--- About this exercise ---
Return the lines beginning at the one that contains "pub fn error(status: StatusCode, message: &str)" and continuing to the end of the entries, including both ends, exactly as written and nothing else.

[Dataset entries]
-------

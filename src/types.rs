use bytes::Bytes;
use http_body_util::Full;
use hyper::{
    Response, StatusCode,
    header::{CONTENT_TYPE, HeaderValue, SERVER},
};
use serde::Serialize;

use crate::metadata::PKG_NAME;

const JSON_CONTENT_TYPE: &str = "application/json";
const SERIALIZATION_FAILED: &[u8] = br#"{"error":"Internal Server Error"}"#;

/// Successful `/chat` payload. Field order is part of the wire format.
#[derive(Clone, Debug, Serialize)]
pub struct ChatResponse<'a> {
    pub status: &'static str,
    pub reply: String,
    pub model: &'a str,
}

/// Single-field envelope used by every non-success response.
#[derive(Clone, Debug, Serialize)]
pub struct ErrorEnvelope<'a> {
    pub error: &'a str,
}

#[derive(Clone, Debug, Serialize)]
pub struct HealthStatus {
    pub status: &'static str,
}

#[derive(Clone, Debug, Serialize)]
pub struct ApiInfo {
    pub message: &'static str,
    pub version: &'static str,
}

/// A status code paired with an already-encoded JSON body.
#[derive(Clone, Debug)]
pub struct JsonReply {
    pub status: StatusCode,
    pub body: Bytes,
}

impl JsonReply {
    pub fn json<T: Serialize>(status: StatusCode, payload: &T) -> Self {
        match serde_json::to_vec(payload) {
            Ok(body) => Self {
                status,
                body: Bytes::from(body),
            },
            Err(err) => {
                tracing::error!("Failed to encode response payload: {err}");
                Self {
                    status: StatusCode::INTERNAL_SERVER_ERROR,
                    body: Bytes::from_static(SERIALIZATION_FAILED),
                }
            }
        }
    }

    pub fn error(status: StatusCode, message: &str) -> Self {
        Self::json(status, &ErrorEnvelope { error: message })
    }

    pub fn into_response(self) -> Response<Full<Bytes>> {
        let mut response = Response::new(Full::new(self.body));
        *response.status_mut() = self.status;
        let headers = response.headers_mut();
        headers.insert(CONTENT_TYPE, HeaderValue::from_static(JSON_CONTENT_TYPE));
        headers.insert(SERVER, HeaderValue::from_static(PKG_NAME));
        response
    }
}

-------

--- Output for this task ---
    pub fn error(status: StatusCode, message: &str) -> Self {
        Self::json(status, &ErrorEnvelope { error: message })
    }

    pub fn into_response(self) -> Response<Full<Bytes>> {
        let mut response = Response::new(Full::new(self.body));
        *response.status_mut() = self.status;
        let headers = response.headers_mut();
        headers.insert(CONTENT_TYPE, HeaderValue::from_static(JSON_CONTENT_TYPE));
        headers.insert(SERVER, HeaderValue::from_static(PKG_NAME));
        response
    }
}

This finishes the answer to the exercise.